Mike Hold

No. 10, 11
- Position: Quarterback

Personal information
- Born: March 16, 1963 (age 63) Phoenix, Arizona, U.S.
- Listed height: 6 ft 0 in (1.83 m)
- Listed weight: 190 lb (86 kg)

Career information
- High school: Corona del Sol (Tempe, Arizona)
- College: South Carolina
- NFL draft: 1986 (undrafted)

Career history

Playing
- Denver Broncos (1986)*; Chicago Bruisers (1987); Tampa Bay Buccaneers (1987); Maryland Commandos (1989); Denver Dynamite (1990–1991); Sacramento Attack (1992); Orlando Predators (1993); Connecticut Coyotes (1995); Arizona Rattlers (1996); Houston ThunderBears (1998–2000);
- * Offseason or practice squad member only

Coaching
- Augusta Stallions (2001–2002) Head coach; Carolina Cobras (2003) Head coach;

Career NFL statistics
- Passing TD–INT: 2–1
- Passing yards: 123
- Passer rating: 61.6
- Stats at Pro Football Reference

Career AFL statistics
- Passing TD–INT: 118–47
- Passing yards: 7,140
- Stats at ArenaFan.com

= Mike Hold =

American football player, coach, and executive (born 1963)
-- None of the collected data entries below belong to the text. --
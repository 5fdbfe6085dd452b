use std::fmt;
use std::path::{Path, PathBuf};

use antics_core::RulesEngine;
use log::{info, warn};
use rand::rngs::StdRng;
use rand::SeedableRng;
use serde::{Deserialize, Serialize};

use crate::best_first::{BestFirst, DEFAULT_EXPANSION_THRESHOLD};
use crate::error::ConfigError;
use crate::evaluation::{HeuristicEvaluator, HeuristicPreset, HeuristicWeights};
use crate::greedy::Greedy;
use crate::minimax::{AlphaBeta, DEFAULT_BUILD_ANT_CAP};
use crate::network::{Network, NeuralAgent};
use crate::random::RandomAgent;
use crate::search::{SearchLimits, SearchStrategy};
use crate::td::{
    load_utilities, CompressionScheme, DecaySchedule, MsgPackRepository, RewardShaping,
    SharedUtilities, TdAgent,
};
use crate::{Agent, SearchAgent};

/// How an agent picks its moves.
#[derive(Debug, Clone, Copy, PartialEq, Eq, Default, Serialize, Deserialize)]
#[serde(rename_all = "snake_case")]
pub enum StrategyKind {
    Greedy,
    BestFirst,
    #[default]
    AlphaBeta,
    Td,
    Neural,
    Random,
}

impl fmt::Display for StrategyKind {
    fn fmt(&self, f: &mut fmt::Formatter<'_>) -> fmt::Result {
        let name = match self {
            StrategyKind::Greedy => "greedy",
            StrategyKind::BestFirst => "best_first",
            StrategyKind::AlphaBeta => "alpha_beta",
            StrategyKind::Td => "td",
            StrategyKind::Neural => "neural",
            StrategyKind::Random => "random",
        };
        f.write_str(name)
    }
}

impl std::str::FromStr for StrategyKind {
    type Err = String;

    fn from_str(s: &str) -> Result<Self, Self::Err> {
        match s {
            "greedy" => Ok(Self::Greedy),
            "best_first" => Ok(Self::BestFirst),
            "alpha_beta" => Ok(Self::AlphaBeta),
            "td" => Ok(Self::Td),
            "neural" => Ok(Self::Neural),
            "random" => Ok(Self::Random),
            other => Err(format!("unknown strategy '{}'", other)),
        }
    }
}

/// Heuristic weights: a named preset, optionally replaced by a full table.
#[derive(Debug, Clone, Default, PartialEq, Serialize, Deserialize)]
#[serde(default)]
pub struct HeuristicConfig {
    pub preset: HeuristicPreset,
    pub weights: Option<HeuristicWeights>,
}

impl HeuristicConfig {
    pub fn weights(&self) -> HeuristicWeights {
        self.weights
            .clone()
            .unwrap_or_else(|| HeuristicWeights::preset(self.preset))
    }

    pub fn evaluator(&self) -> HeuristicEvaluator {
        HeuristicEvaluator::new(self.weights())
    }
}

#[derive(Debug, Clone, PartialEq, Serialize, Deserialize)]
#[serde(default)]
pub struct SearchConfig {
    pub max_depth: u8,
    /// Best-first only searches children scoring at least this fraction of
    /// the best sibling.
    pub expansion_threshold: f64,
    pub prune_safe_queen: bool,
    /// Alpha-beta skips BUILD moves once the mover has this many ants.
    pub build_ant_cap: Option<usize>,
    /// Alpha-beta only searches this many children per node.
    pub branch_limit: Option<usize>,
    pub move_time_ms: Option<u64>,
    pub node_limit: Option<u64>,
}

impl Default for SearchConfig {
    fn default() -> Self {
        SearchConfig {
            max_depth: 2,
            expansion_threshold: DEFAULT_EXPANSION_THRESHOLD,
            prune_safe_queen: true,
            build_ant_cap: Some(DEFAULT_BUILD_ANT_CAP),
            branch_limit: None,
            move_time_ms: None,
            node_limit: None,
        }
    }
}

impl SearchConfig {
    pub fn limits(&self) -> SearchLimits {
        let mut limits = SearchLimits::depth(self.max_depth);
        if let Some(ms) = self.move_time_ms {
            limits = limits.with_move_time(ms);
        }
        if let Some(nodes) = self.node_limit {
            limits = limits.with_nodes(nodes);
        }
        limits
    }
}

#[derive(Debug, Clone, PartialEq, Serialize, Deserialize)]
#[serde(default)]
pub struct TdConfig {
    /// Initial learning rate.
    pub alpha: f64,
    /// Discount on the successor's utility.
    pub lambda: f64,
    /// Chance of playing a uniformly random move.
    pub exploration_rate: f64,
    pub decay: DecaySchedule,
    /// Games between saves.
    pub save_every: u64,
    pub table_dir: PathBuf,
    pub compression: CompressionScheme,
    pub reward: RewardShaping,
    /// When false, utilities are read but never written.
    pub learning: bool,
}

impl Default for TdConfig {
    fn default() -> Self {
        TdConfig {
            alpha: 0.99,
            lambda: 0.9,
            exploration_rate: 0.1,
            decay: DecaySchedule::default(),
            save_every: 100,
            table_dir: PathBuf::from("."),
            compression: CompressionScheme::default(),
            reward: RewardShaping::default(),
            learning: true,
        }
    }
}

impl TdConfig {
    /// Tag of the settings a table was learned under.
    pub fn fingerprint(&self) -> String {
        format!("{}_{}", self.decay.fingerprint(), self.compression)
    }

    pub fn table_path(&self) -> PathBuf {
        MsgPackRepository::in_dir(&self.table_dir, &self.fingerprint())
            .path()
            .to_path_buf()
    }
}

#[derive(Debug, Clone, PartialEq, Serialize, Deserialize)]
#[serde(default)]
pub struct NeuralConfig {
    pub learning_rate: f64,
    pub hidden_units: usize,
    /// Seed for the initial weights.
    pub seed: u64,
    pub train: bool,
    /// Weights are read from and saved to this file when set.
    pub weights_path: Option<PathBuf>,
}

impl Default for NeuralConfig {
    fn default() -> Self {
        NeuralConfig {
            learning_rate: 0.8,
            hidden_units: 12,
            seed: 0,
            train: true,
            weights_path: None,
        }
    }
}

/// Top-level agent configuration, loadable from TOML.
#[derive(Debug, Clone, Default, PartialEq, Serialize, Deserialize)]
#[serde(default)]
pub struct AgentConfig {
    pub strategy: StrategyKind,
    /// Seeds every random choice the agent makes.
    pub seed: Option<u64>,
    pub heuristic: HeuristicConfig,
    pub search: SearchConfig,
    pub td: TdConfig,
    pub neural: NeuralConfig,
}

impl AgentConfig {
    /// Load configuration from a TOML file.
    pub fn load(path: &Path) -> Result<Self, ConfigError> {
        let content = std::fs::read_to_string(path).map_err(|e| ConfigError::FileRead {
            path: path.to_path_buf(),
            source: e,
        })?;
        let config: AgentConfig = toml::from_str(&content)?;
        config.validate()?;
        Ok(config)
    }

    /// Load configuration from a TOML file, falling back to defaults if the file
    /// does not exist.
    pub fn load_or_default(path: &Path) -> Result<Self, ConfigError> {
        if path.exists() {
            Self::load(path)
        } else {
            warn!("config file '{}' not found, using defaults", path.display());
            Ok(Self::default())
        }
    }

    /// Validate configuration values.
    pub fn validate(&self) -> Result<(), ConfigError> {
        let unit = 0.0..=1.0;

        if self.search.max_depth == 0 {
            return Err(ConfigError::Validation("search.max_depth must be > 0".into()));
        }
        let threshold = self.search.expansion_threshold;
        if threshold <= 0.0 || threshold > 1.0 {
            return Err(ConfigError::Validation(
                "search.expansion_threshold must be in (0, 1]".into(),
            ));
        }
        if self.search.branch_limit == Some(0) {
            return Err(ConfigError::Validation("search.branch_limit must be > 0".into()));
        }

        if !unit.contains(&self.td.alpha) {
            return Err(ConfigError::Validation("td.alpha must be in [0, 1]".into()));
        }
        if !unit.contains(&self.td.lambda) {
            return Err(ConfigError::Validation("td.lambda must be in [0, 1]".into()));
        }
        if !unit.contains(&self.td.exploration_rate) {
            return Err(ConfigError::Validation(
                "td.exploration_rate must be in [0, 1]".into(),
            ));
        }
        if self.td.save_every == 0 {
            return Err(ConfigError::Validation("td.save_every must be > 0".into()));
        }
        self.td
            .decay
            .validate()
            .map_err(|msg| ConfigError::Validation(format!("td.{}", msg)))?;

        if self.neural.hidden_units == 0 {
            return Err(ConfigError::Validation("neural.hidden_units must be > 0".into()));
        }
        if self.neural.learning_rate <= 0.0 {
            return Err(ConfigError::Validation("neural.learning_rate must be > 0".into()));
        }

        Ok(())
    }

    fn rng(&self) -> StdRng {
        match self.seed {
            Some(seed) => StdRng::seed_from_u64(seed),
            None => StdRng::from_entropy(),
        }
    }
}

/// Composes the agent `config` describes over `rules`.
///
/// A TD agent gets its own utility table, loaded from `td.table_dir` when a
/// matching one was saved there.
pub fn build_agent(config: &AgentConfig, rules: Box<dyn RulesEngine>) -> Box<dyn Agent> {
    let search = &config.search;
    let strategy: Box<dyn SearchStrategy> = match config.strategy {
        StrategyKind::Greedy => Box::new(Greedy::with_limits(SearchLimits {
            max_depth: 1,
            ..search.limits()
        })),
        StrategyKind::BestFirst => Box::new(
            BestFirst::new(search.limits())
                .with_threshold(search.expansion_threshold)
                .with_queen_pruning(search.prune_safe_queen),
        ),
        StrategyKind::AlphaBeta => Box::new(
            AlphaBeta::new(search.limits())
                .with_queen_pruning(search.prune_safe_queen)
                .with_build_ant_cap(search.build_ant_cap)
                .with_branch_limit(search.branch_limit),
        ),
        StrategyKind::Td => return build_td_agent(config, rules, SharedUtilities::default()),
        StrategyKind::Neural => return build_neural_agent(config, rules),
        StrategyKind::Random => return Box::new(RandomAgent::new(rules, config.rng())),
    };

    Box::new(SearchAgent::new(
        strategy,
        Box::new(config.heuristic.evaluator()),
        rules,
        config.rng(),
    ))
}

/// Builds a TD agent learning into `utilities`, which may be shared with
/// other agents. An empty store is filled from the saved table first.
pub fn build_td_agent(
    config: &AgentConfig,
    rules: Box<dyn RulesEngine>,
    utilities: SharedUtilities,
) -> Box<dyn Agent> {
    let td = &config.td;
    let fingerprint = td.fingerprint();
    let repository = MsgPackRepository::in_dir(&td.table_dir, &fingerprint);
    if utilities.is_empty() {
        let table = load_utilities(&repository, &fingerprint);
        utilities.with(|store| store.merge(table));
    }

    let agent = TdAgent::new(td.clone(), rules, utilities, config.seed);
    Box::new(agent.with_repository(Box::new(repository)))
}

fn build_neural_agent(config: &AgentConfig, rules: Box<dyn RulesEngine>) -> Box<dyn Agent> {
    let neural = &config.neural;
    let saved = neural.weights_path.as_deref().filter(|path| path.exists());
    let network = match saved.map(Network::load) {
        Some(Ok(network)) => {
            info!("loaded {}-unit network", network.hidden_units());
            network
        }
        Some(Err(err)) => {
            warn!("starting from random weights: {}", err);
            Network::new(neural.hidden_units, &mut StdRng::seed_from_u64(neural.seed))
        }
        None => Network::new(neural.hidden_units, &mut StdRng::seed_from_u64(neural.seed)),
    };

    let mut agent = NeuralAgent::new(network, rules, config.seed);
    if neural.train {
        agent = agent.with_training(config.heuristic.evaluator(), neural.learning_rate);
    }
    if let Some(path) = &neural.weights_path {
        agent = agent.with_path(path.clone());
    }
    Box::new(agent)
}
James Michael Hold Jr. (born March 16, 1963) is an American former professional football player who was a quarterback in the National Football League (NFL) and Arena Football League (AFL). He played for the Chicago Bruisers, Tampa Bay Buccaneers, Maryland Commandos, Denver Dynamite, Sacramento Attack, Orlando Predators, Connecticut Coyotes, Arizona Rattlers and Houston ThunderBears. He later was the head coach of the Augusta Stallions, Carolina Cobras, Las Vegas Gladiators and Mahoning Valley Thunder. He played college football at Mesa Community College prior to transferring to the South Carolina Gamecocks football.

Hold made a cameo appearance in the 1998 sports comedy film The Waterboy, where he plays a quarterback for the Central Kentucky Football team.

Hold is currently the Executive Athletic Director of Newberry College.